- _Problem to solve_
As the answer, set down the lines below from the one containing "let settings: Vec<Value> = entries" through the one containing "use crate::state::AppState;", exactly and inclusively, and no others.

§

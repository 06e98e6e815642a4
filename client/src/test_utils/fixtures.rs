//! Test fixtures
//!
//! Factory functions for backend payloads used across tests.

use chrono::{DateTime, Duration, Utc};
use serde_json::{json, Value};

use crate::domain::entities::{FocusMode, FocusSession, FocusStatus};

pub fn test_focus_session(started_at: DateTime<Utc>, duration_seconds: i64) -> FocusSession {
    FocusSession {
        id: "session-1".to_string(),
        mode: FocusMode::Focus,
        duration_seconds,
        started_at,
        completed_at: None,
        abandoned_at: None,
        expires_at: Some(started_at + Duration::seconds(duration_seconds)),
        status: FocusStatus::Active,
        xp_awarded: 0,
        coins_awarded: 0,
        task_title: None,
        time_remaining_seconds: None,
    }
}

pub fn test_focus_session_json(started_at: DateTime<Utc>, duration_seconds: i64) -> Value {
    json!({
        "id": "session-1",
        "mode": "focus",
        "duration_seconds": duration_seconds,
        "started_at": started_at.to_rfc3339(),
        "status": "active"
    })
}

/// `GET /api/focus/active` body with an active session
pub fn active_focus_body(started_at: DateTime<Utc>, duration_seconds: i64) -> Value {
    json!({
        "session": test_focus_session_json(started_at, duration_seconds),
        "pause_state": null
    })
}

pub fn idle_focus_body() -> Value {
    json!({"session": null, "pause_state": null})
}

pub fn test_user_json() -> Value {
    json!({
        "id": "user-1",
        "email": "ada@example.com",
        "name": "Ada",
        "role": "user",
        "tosAccepted": true
    })
}

/// `GET /api/settings` body from `(key, value)` pairs
pub fn settings_body(entries: &[(&str, Value)]) -> Value {
    let settings: Vec<Value> = entries
        .iter()
        .map(|(key, value)| json!({"key": key, "value": value}))
        .collect();
    json!({ "settings": settings })
}
//! Route definitions for the `/jobs` resource.
//!
//! All endpoints require authentication.

use axum::routing::get;
use axum::Router;

use crate::handlers::jobs;
use crate::state::AppState;

/// Routes mounted at `/jobs`.
///
/// ```text
/// GET /           -> list_jobs
/// GET /{job_id}   -> get_job
/// ```
pub fn router() -> Router<AppState> {
    Router::new()
        .route("/", get(jobs::list_jobs))
        .route("/{job_id}", get(jobs::get_job))
}
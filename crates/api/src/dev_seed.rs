//! Development seed data.
//!
//! Provisions the three demo principals with their module grants and a
//! full script grant set. Runs only when the `users` table is empty, so a
//! restarted deployment never re-seeds. Production principal management
//! happens on an external administrative path.

use sqlx::PgPool;
use zeus_db::models::user::CreateUser;
use zeus_db::repositories::{PermissionRepo, ScriptRepo, UserRepo};

use crate::auth::password::hash_password;
use crate::error::{AppError, AppResult};

/// Password shared by all demo principals.
const DEV_SEED_PASSWORD: &str = "secret";

/// Demo principals and their module grants.
const DEV_SEED_USERS: [(&str, &[&str]); 3] = [
    ("admin", &["module1", "module2", "module3"]),
    ("user1", &["module1", "module2"]),
    ("user2", &["module3"]),
];

/// Seed demo principals if the database has none.
///
/// Must run after catalog sync: module grants reference the `modules`
/// table and script grants reference the cataloged scripts.
pub async fn run(pool: &PgPool) -> AppResult<()> {
    if UserRepo::count(pool).await? > 0 {
        tracing::info!("Users already provisioned, skipping dev seed");
        return Ok(());
    }

    let password_hash = hash_password(DEV_SEED_PASSWORD)
        .map_err(|e| AppError::InternalError(format!("Seed password hashing failed: {e}")))?;

    let scripts = ScriptRepo::list(pool).await?;

    for (username, modules) in DEV_SEED_USERS {
        let user = UserRepo::create(
            pool,
            &CreateUser {
                username: username.to_string(),
                password_hash: password_hash.clone(),
            },
        )
        .await?;

        for module in modules {
            PermissionRepo::grant_module(pool, user.id, module).await?;
        }

        // Every seeded principal gets every cataloged script, matching the
        // discovery default-grant policy it would have received over time.
        for script in &scripts {
            PermissionRepo::grant_script(pool, user.id, script.id).await?;
        }

        tracing::info!(
            user_id = user.id,
            username,
            modules = ?modules,
            scripts = scripts.len(),
            "Seeded dev principal",
        );
    }

    Ok(())
}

§

- _Your response_
    let settings: Vec<Value> = entries
        .iter()
        .map(|(key, value)| json!({"key": key, "value": value}))
        .collect();
    json!({ "settings": settings })
}
//! Route definitions for the `/jobs` resource.
//!
//! All endpoints require authentication.

use axum::routing::get;
use axum::Router;

use crate::handlers::jobs;
use crate::state::AppState;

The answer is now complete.